Work order:
If a line in the records below contains the word "dispatch", return that line.

═════ Recorded information

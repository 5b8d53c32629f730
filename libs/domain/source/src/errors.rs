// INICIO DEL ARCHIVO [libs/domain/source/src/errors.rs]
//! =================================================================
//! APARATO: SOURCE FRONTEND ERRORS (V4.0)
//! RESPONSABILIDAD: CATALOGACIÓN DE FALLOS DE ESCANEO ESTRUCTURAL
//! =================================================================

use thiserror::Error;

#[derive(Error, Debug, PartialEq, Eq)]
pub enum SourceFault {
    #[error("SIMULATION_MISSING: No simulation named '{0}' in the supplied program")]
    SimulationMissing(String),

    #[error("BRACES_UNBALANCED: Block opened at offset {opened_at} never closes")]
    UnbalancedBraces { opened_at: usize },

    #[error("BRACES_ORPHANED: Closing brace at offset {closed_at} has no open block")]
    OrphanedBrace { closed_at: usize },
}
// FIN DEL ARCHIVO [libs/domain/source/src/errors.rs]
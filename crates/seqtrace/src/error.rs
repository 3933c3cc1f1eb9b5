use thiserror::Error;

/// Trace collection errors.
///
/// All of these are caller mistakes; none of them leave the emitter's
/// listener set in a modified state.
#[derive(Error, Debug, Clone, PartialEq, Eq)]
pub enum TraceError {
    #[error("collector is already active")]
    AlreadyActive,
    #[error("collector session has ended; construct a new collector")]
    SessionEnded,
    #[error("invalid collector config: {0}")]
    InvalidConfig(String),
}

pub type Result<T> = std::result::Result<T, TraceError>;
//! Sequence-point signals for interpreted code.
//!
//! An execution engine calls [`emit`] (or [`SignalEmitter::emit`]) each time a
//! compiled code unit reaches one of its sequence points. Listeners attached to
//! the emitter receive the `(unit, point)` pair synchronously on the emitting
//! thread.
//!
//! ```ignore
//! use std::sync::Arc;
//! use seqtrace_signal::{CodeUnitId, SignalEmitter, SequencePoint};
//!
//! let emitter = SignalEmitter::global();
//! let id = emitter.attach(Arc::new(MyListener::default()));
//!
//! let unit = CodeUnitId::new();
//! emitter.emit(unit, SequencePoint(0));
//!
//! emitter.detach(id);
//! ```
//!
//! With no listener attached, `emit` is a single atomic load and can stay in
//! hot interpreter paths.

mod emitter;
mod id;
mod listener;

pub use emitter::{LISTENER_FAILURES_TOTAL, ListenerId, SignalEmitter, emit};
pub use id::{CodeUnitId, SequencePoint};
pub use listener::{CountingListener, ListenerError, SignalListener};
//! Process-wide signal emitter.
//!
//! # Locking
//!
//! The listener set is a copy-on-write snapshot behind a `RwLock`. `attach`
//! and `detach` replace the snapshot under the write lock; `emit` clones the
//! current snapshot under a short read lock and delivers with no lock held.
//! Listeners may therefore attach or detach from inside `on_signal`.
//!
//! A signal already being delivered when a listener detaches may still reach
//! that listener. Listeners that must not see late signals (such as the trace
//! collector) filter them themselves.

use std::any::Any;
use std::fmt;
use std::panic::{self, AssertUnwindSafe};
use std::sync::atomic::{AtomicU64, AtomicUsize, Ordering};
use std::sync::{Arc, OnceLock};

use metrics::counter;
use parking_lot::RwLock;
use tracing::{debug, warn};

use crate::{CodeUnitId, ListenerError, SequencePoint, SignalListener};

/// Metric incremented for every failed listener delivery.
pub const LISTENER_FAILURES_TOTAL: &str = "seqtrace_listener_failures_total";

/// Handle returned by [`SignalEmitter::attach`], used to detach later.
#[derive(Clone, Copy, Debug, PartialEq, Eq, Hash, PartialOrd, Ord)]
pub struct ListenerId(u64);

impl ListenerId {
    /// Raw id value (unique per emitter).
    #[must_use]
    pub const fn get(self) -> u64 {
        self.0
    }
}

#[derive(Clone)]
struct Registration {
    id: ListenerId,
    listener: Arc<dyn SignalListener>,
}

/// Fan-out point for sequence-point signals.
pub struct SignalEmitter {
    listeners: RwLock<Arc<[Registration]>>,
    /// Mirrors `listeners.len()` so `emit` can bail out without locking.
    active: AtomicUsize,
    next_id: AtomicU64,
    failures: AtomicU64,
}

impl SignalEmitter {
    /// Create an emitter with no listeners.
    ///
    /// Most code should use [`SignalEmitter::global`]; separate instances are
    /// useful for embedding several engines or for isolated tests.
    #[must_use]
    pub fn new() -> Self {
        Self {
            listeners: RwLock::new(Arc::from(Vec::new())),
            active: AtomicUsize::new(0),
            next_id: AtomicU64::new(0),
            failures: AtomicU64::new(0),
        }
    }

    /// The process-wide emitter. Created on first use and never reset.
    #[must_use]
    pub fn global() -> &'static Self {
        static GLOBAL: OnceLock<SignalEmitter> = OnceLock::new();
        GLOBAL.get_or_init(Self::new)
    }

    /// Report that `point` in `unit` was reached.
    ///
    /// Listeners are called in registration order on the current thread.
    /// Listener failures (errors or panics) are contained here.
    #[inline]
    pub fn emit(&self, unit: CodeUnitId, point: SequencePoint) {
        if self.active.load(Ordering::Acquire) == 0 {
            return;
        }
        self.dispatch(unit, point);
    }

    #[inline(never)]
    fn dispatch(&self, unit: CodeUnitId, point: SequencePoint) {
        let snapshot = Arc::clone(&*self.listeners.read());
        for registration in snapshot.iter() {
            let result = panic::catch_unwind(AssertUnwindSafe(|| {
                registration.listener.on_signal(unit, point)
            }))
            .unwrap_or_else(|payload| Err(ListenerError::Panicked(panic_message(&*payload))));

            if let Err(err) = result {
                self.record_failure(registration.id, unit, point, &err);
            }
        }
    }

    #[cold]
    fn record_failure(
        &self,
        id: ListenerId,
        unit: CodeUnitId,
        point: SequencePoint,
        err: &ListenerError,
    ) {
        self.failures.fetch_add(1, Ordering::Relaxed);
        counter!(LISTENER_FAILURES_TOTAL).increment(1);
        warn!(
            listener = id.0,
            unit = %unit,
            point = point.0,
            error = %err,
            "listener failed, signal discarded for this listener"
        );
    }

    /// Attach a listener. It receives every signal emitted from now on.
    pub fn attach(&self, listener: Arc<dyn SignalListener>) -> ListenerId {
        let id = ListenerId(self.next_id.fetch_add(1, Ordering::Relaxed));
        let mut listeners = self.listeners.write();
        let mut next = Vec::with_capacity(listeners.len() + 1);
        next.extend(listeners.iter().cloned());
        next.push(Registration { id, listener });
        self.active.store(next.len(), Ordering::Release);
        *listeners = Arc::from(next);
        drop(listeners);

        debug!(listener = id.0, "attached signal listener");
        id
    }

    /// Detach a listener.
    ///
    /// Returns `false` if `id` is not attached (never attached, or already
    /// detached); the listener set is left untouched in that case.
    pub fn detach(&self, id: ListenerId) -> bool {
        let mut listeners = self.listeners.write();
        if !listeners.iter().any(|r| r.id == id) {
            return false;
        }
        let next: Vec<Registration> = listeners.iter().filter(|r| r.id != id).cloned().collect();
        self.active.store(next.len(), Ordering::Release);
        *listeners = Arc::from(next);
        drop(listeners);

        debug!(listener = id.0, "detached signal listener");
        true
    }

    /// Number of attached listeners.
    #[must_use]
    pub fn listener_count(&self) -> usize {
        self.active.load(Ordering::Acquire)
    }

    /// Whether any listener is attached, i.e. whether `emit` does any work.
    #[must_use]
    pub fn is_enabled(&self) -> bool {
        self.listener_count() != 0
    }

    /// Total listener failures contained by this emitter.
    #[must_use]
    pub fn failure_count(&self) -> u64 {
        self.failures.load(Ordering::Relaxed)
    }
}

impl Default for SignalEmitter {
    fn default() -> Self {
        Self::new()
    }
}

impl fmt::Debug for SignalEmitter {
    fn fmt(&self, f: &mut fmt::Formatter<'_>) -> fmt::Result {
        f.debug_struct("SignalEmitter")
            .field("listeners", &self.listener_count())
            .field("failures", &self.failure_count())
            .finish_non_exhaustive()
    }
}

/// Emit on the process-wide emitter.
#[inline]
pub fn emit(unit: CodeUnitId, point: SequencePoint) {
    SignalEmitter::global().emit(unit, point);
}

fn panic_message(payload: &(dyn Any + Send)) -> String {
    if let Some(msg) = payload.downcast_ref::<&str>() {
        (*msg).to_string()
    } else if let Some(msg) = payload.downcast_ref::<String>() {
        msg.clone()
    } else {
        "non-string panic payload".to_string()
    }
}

══════════

Answer to the problem:
        self.dispatch(unit, point);
    fn dispatch(&self, unit: CodeUnitId, point: SequencePoint) {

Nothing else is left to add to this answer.